The Education Invasion. Joy Pullmann
At a conference in summer 2013, Coleman argued strenuously that curriculum and tests should focus on specific reading assignments and that children should not rely on background information: “Let’s just be very careful that we don’t . . . rob the text as the source of information, and pleasure, and excitement.”33
A key reason given for stressing this approach to reading is that children in poorer homes typically read far fewer books, hear far less complex spoken language, and have far less exposure to varied experiences such as travel, or visiting a farm or a museum, a local music festival or a zoo. These deficiencies limit their knowledge of the world, which in turn limits their reading ability, because the ability to read fluently on any particular subject depends heavily on prior knowledge of that subject. A baseball fanatic will read various team statistics with ease, but people with little knowledge of baseball will have a hard time getting through articles littered with unfamiliar terms such as “RBI” and “closer,” as I learned after taking on the baseball beat for my college newspaper. This is true of any subject, as the linguist E. D. Hirsch has demonstrated.34
Hirsch advocates that all children therefore be taught an explicitly defined core of knowledge in school, and he established his Core Knowledge Foundation for that purpose. Schools affiliated with this organization boast significantly higher student achievement than others.35 Common Core seemingly nods to Hirsch’s findings by saying in the introduction that the mandates need to be accompanied by a curriculum that is “intentionally and coherently structured to develop rich content knowledge within and across grades.” Hirsch officially endorsed Common Core for that reason in 2013, writing that the authors “break the fearful silence about the critical importance of specific content.” In the very same endorsement, however, he noted that the mandates contain no “specific historical, scientific, and other knowledge that is required for mature literacy.”36 After giving a little nod to Hirsch, Common Core runs contrary to the substance of his work.
Common Core requires little content whatsoever for English language arts. The mandates are mostly a set of procedures that can be applied to just about anything. That’s why organizations completely unrelated to teaching English, such as the Girl Scouts or the Future of Sex Education Project, can claim their materials are “aligned to Common Core.” Instead of giving specifics on what children must know about the English language and literature in order to be educated adults, Common Core mostly tells teachers what to do with content-bearing material, whether it’s “text” or conversation. It does recommend some books in an appendix (including Bud, Not Buddy, though not Pop’s Bridge or Grandfather’s Journey).37 One likely reason for not specifying content is to avoid curriculum wars. So while Common Core’s introduction says a few positive things about “content knowledge,” the mandates remain mostly silent on what such knowledge ought to be. It’s a little like requiring schools to provide vitamins every day, but not specifying which ones or at what dosage.
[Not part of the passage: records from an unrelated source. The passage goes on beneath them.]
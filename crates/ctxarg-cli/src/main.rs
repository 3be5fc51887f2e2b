//! ctxarg CLI: checks Go sources for context-parameter conventions.
//!
//! `ctxarg [PATHS]...` lints the given files and directories;
//! `ctxarg completion <shell>` prints a completion script.

use clap::Parser;
use tracing_subscriber::{layer::SubscriberExt, util::SubscriberInitExt, EnvFilter};

mod cli_args;
mod commands;

use cli_args::{Cli, Commands};

fn main() {
    let cli = Cli::parse();
    init_tracing(cli.verbose);

    let exit_code = match &cli.command {
        Some(Commands::Completion { shell }) => commands::completion::run(*shell),
        None => {
            let formatter: Box<dyn ctxarg_output::OutputFormatter> = if cli.json {
                Box::new(ctxarg_output::json::JsonFormatter)
            } else {
                Box::new(ctxarg_output::human::HumanFormatter::new().with_verbose(cli.verbose))
            };
            commands::lint::run(&*formatter, cli.lint_options())
        }
    };

    std::process::exit(exit_code);
}

/// Logs go to stderr so stdout stays parseable. `RUST_LOG` wins over `--verbose`.
fn init_tracing(verbose: bool) {
    let default = if verbose { "debug" } else { "warn" };
    let filter = EnvFilter::try_from_default_env().unwrap_or_else(|_| EnvFilter::new(default));
    tracing_subscriber::registry()
        .with(filter)
        .with(
            tracing_subscriber::fmt::layer()
                .with_writer(std::io::stderr)
                .with_target(false),
        )
        .init();
}
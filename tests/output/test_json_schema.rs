// Shape of the JSON document consumers rely on.
use ctxarg_output::json::JsonFormatter;
use ctxarg_output::OutputFormatter;
use indoc::indoc;

use crate::common::lint_go;

#[test]
fn test_json_document_fields() {
    let result = lint_go(indoc! {r#"
        package p

        import "context"

        func Twice(a context.Context, b context.Context) {}
    "#});
    let out = JsonFormatter.format_lint(&result);
    let value: serde_json::Value = serde_json::from_str(&out).unwrap();

    assert_eq!(value["analyzer"], "ctxarg");
    assert_eq!(value["status"], "violations");
    assert!(value["version"].is_string());
    assert_eq!(value["files_analyzed"], serde_json::json!(["main.go"]));

    let v = &value["violations"][0];
    assert_eq!(v["code"], "C001");
    assert_eq!(v["message"], "more than one context parameter");
    assert_eq!(v["file"], "main.go");
    assert_eq!(v["line"], 5);
    assert_eq!(v["column"], 1);
    assert_eq!(v["signature"], "function Twice");
    assert_eq!(v["suppressed"], false);
    assert!(v["suppress_hint"].is_null());
}

#[test]
fn test_clean_json_status() {
    let result = lint_go("package p\n");
    let value: serde_json::Value =
        serde_json::from_str(&JsonFormatter.format_lint(&result)).unwrap();
    assert_eq!(value["status"], "ok");
    assert_eq!(value["violations"], serde_json::json!([]));
    assert!(value.get("skipped").is_none());
}
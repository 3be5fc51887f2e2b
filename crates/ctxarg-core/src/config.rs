//! Configuration for ctxarg.
//!
//! [`RuleConfig`] is the immutable value the rule reads. [`CtxargConfig`] is the
//! on-disk `ctxarg.json` that produces it, plus the host-level settings
//! (suppressions and exclude globs). Missing keys fall back to defaults.

use std::path::{Path, PathBuf};

use serde::{Deserialize, Serialize};

use crate::types::{InvalidTypeIdentity, RuleCode, TypeIdentity};

/// File name looked up in the project root when no `--config` is given.
pub const CONFIG_FILE_NAME: &str = "ctxarg.json";

/// Switches for one analysis run. Fixed once the run starts.
#[derive(Debug, Clone, PartialEq, Eq, Serialize, Deserialize)]
pub struct RuleConfig {
    /// Require the sole context parameter to be named `ctx`.
    pub enforce_name: bool,
    /// Require the context parameter to be the first parameter.
    pub enforce_order: bool,
    /// The type treated as "the" context type.
    pub context_type: TypeIdentity,
}

impl Default for RuleConfig {
    fn default() -> Self {
        Self {
            enforce_name: true,
            enforce_order: true,
            context_type: TypeIdentity::context(),
        }
    }
}

/// Contents of `ctxarg.json`.
#[derive(Debug, Clone, PartialEq, Serialize, Deserialize)]
#[serde(rename_all = "camelCase")]
pub struct CtxargConfig {
    #[serde(default = "default_true")]
    pub enforce_name: bool,
    #[serde(default = "default_true")]
    pub enforce_order: bool,
    #[serde(default = "TypeIdentity::context")]
    pub context_type: TypeIdentity,
    #[serde(default)]
    pub suppress: Vec<RuleCode>,
    #[serde(default)]
    pub exclude: Vec<String>,
}

fn default_true() -> bool {
    true
}

impl Default for CtxargConfig {
    fn default() -> Self {
        Self {
            enforce_name: true,
            enforce_order: true,
            context_type: TypeIdentity::context(),
            suppress: vec![],
            exclude: vec![],
        }
    }
}

#[derive(Debug, thiserror::Error)]
pub enum ConfigError {
    #[error("failed to read {path}: {source}")]
    Io {
        path: PathBuf,
        #[source]
        source: std::io::Error,
    },

    #[error("failed to parse {path}: {source}")]
    Json {
        path: PathBuf,
        #[source]
        source: serde_json::Error,
    },

    #[error(transparent)]
    ContextType(#[from] InvalidTypeIdentity),

    #[error("invalid exclude pattern `{pattern}`: {reason}")]
    Glob { pattern: String, reason: String },
}

impl CtxargConfig {
    /// Load `ctxarg.json` from `root`.
    /// Returns defaults if the file doesn't exist or can't be parsed.
    pub fn load(root: &Path) -> Self {
        let path = root.join(CONFIG_FILE_NAME);
        if !path.exists() {
            return Self::default();
        }
        match Self::from_file(&path) {
            Ok(cfg) => cfg,
            Err(e) => {
                tracing::warn!(error = %e, "using default configuration");
                Self::default()
            }
        }
    }

    /// Load a config file that must exist and parse.
    pub fn from_file(path: &Path) -> Result<Self, ConfigError> {
        let content = std::fs::read_to_string(path).map_err(|source| ConfigError::Io {
            path: path.to_path_buf(),
            source,
        })?;
        let cfg = serde_json::from_str(&content).map_err(|source| ConfigError::Json {
            path: path.to_path_buf(),
            source,
        })?;
        tracing::debug!(path = %path.display(), "loaded configuration");
        Ok(cfg)
    }

    pub fn rule_config(&self) -> RuleConfig {
        RuleConfig {
            enforce_name: self.enforce_name,
            enforce_order: self.enforce_order,
            context_type: self.context_type.clone(),
        }
    }
}
//! Core types and configuration for ctxarg.
//!
//! - [`types`]: positions, canonical type identities, rule codes, diagnostics
//! - [`config`]: the immutable [`RuleConfig`](config::RuleConfig) and `ctxarg.json` loading

pub mod config;
pub mod types;
// Every function-like construct is checked, at the right position.
use ctxarg_core::types::RuleCode;
use indoc::indoc;

use crate::common::{findings, lint_go};

#[test]
fn test_method_receiver_is_not_a_parameter() {
    let result = lint_go(indoc! {r#"
        package p

        import "context"

        type Server struct{}

        func (s *Server) Run(ctx context.Context) {}

        func (s *Server) Stop(force bool, ctx context.Context) {}
    "#});
    assert_eq!(findings(&result), vec![(9, 1, RuleCode::NotFirst)]);
    assert_eq!(result.violations[0].signature.as_deref(), Some("method Stop"));
}

#[test]
fn test_nested_func_literal() {
    let result = lint_go(indoc! {r#"
        package p

        import "context"

        func outer(ctx context.Context) {
            go func(id int, c context.Context) {}(1, ctx)
        }
    "#});
    assert_eq!(
        findings(&result),
        vec![(6, 8, RuleCode::NotFirst), (6, 8, RuleCode::NotNamedCtx)]
    );
    assert_eq!(result.violations[0].signature.as_deref(), Some("func literal"));
}

#[test]
fn test_function_typed_parameter() {
    let result = lint_go(indoc! {r#"
        package p

        import "context"

        func Run(f func(int, context.Context)) {}
    "#});
    // Anonymous, so only the order check applies.
    assert_eq!(findings(&result), vec![(5, 12, RuleCode::NotFirst)]);
    assert_eq!(result.violations[0].signature.as_deref(), Some("func type"));
}

#[test]
fn test_named_func_type() {
    let result = lint_go(indoc! {r#"
        package p

        import "context"

        type Handler func(a context.Context, b context.Context) error
    "#});
    assert_eq!(findings(&result), vec![(5, 14, RuleCode::MultipleContexts)]);
}

#[test]
fn test_interface_method_reports_at_parameter_list() {
    let result = lint_go(indoc! {r#"
        package p

        import "context"

        type Store interface {
            Get(id string, ctx context.Context) error
            Put(ctx context.Context, id string) error
        }
    "#});
    assert_eq!(findings(&result), vec![(6, 8, RuleCode::NotFirst)]);
    assert_eq!(
        result.violations[0].signature.as_deref(),
        Some("interface method Get")
    );
}

#[test]
fn test_struct_field_func_type() {
    let result = lint_go(indoc! {r#"
        package p

        import "context"

        type Options struct {
            OnDone func(err error, c context.Context)
        }
    "#});
    assert_eq!(
        findings(&result),
        vec![(6, 12, RuleCode::NotFirst), (6, 12, RuleCode::NotNamedCtx)]
    );
}

#[test]
fn test_generic_function() {
    let result = lint_go(indoc! {r#"
        package p

        import "context"

        func Map[T any](items []T, ctx context.Context) {}
    "#});
    assert_eq!(findings(&result), vec![(5, 1, RuleCode::NotFirst)]);
}

#[test]
fn test_file_with_syntax_errors_still_checked() {
    let result = lint_go(indoc! {r#"
        package p

        import "context"

        func broken( {

        func later(x int, ctx context.Context) {}
    "#});
    assert!(result.skipped.is_empty());
    assert_eq!(result.files_analyzed, vec!["main.go"]);
}
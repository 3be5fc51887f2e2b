//! Output formatters for lint results.
//!
//! Provides two output modes:
//! - **Human** (default): one `file:line:col: message [code]` block per violation
//! - **JSON** (`--json`): the full [`LintResult`] as pretty-printed JSON

pub mod human;
pub(crate) mod human_helpers;
pub mod json;

use ctxarg_enforce::types::LintResult;

pub trait OutputFormatter {
    fn format_lint(&self, result: &LintResult) -> String;
}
But Common Core doesn’t merely remain open-ended on content. It actually undermines the teaching of specific core knowledge by promoting classroom methods that emphasize academic skills or practices instead, supposedly to help eliminate the environmental advantage that better-off children bring with them. That’s why “close reading” calls for answers drawn strictly from the text at hand, not from the wider store of knowledge that children may have amassed. It’s an attempt to level the playing field.
Trying to separate skills from knowledge in this way is a fool’s errand, according to Robert Pondiscio, a former teacher turned pundit.38 To illustrate the point: you can’t learn how to build a house without knowing about materials or the use of tools; and conversely, using the tools and materials deepens your knowledge of them. Reading about baseball or the phases of the moon or the Oregon Trail increases your knowledge of those subjects, and the acquired knowledge then improves your ability to read about related topics, in a kind of feedback. When you read the daily news, you will comprehend it more thoroughly if you start from a solid base of civic and cultural literacy — something that too many citizens do not have.
A survey in 2011 found that only half of Americans could name the three branches of government, and just one in five could identify the origin of the phrase “a wall of separation” between church and state from among four options.39 The remedy for this problem does not lie in the content-light standards of Common Core, with all its emphasis on “informational text” but no coherent principles for selecting and organizing it. If children read only a haphazard list of materials their teachers happen to like, compiled with no thought to building a focused and delineated core of cultural literacy, their knowledge level will be laughable and their reading fluency will be underdeveloped, too.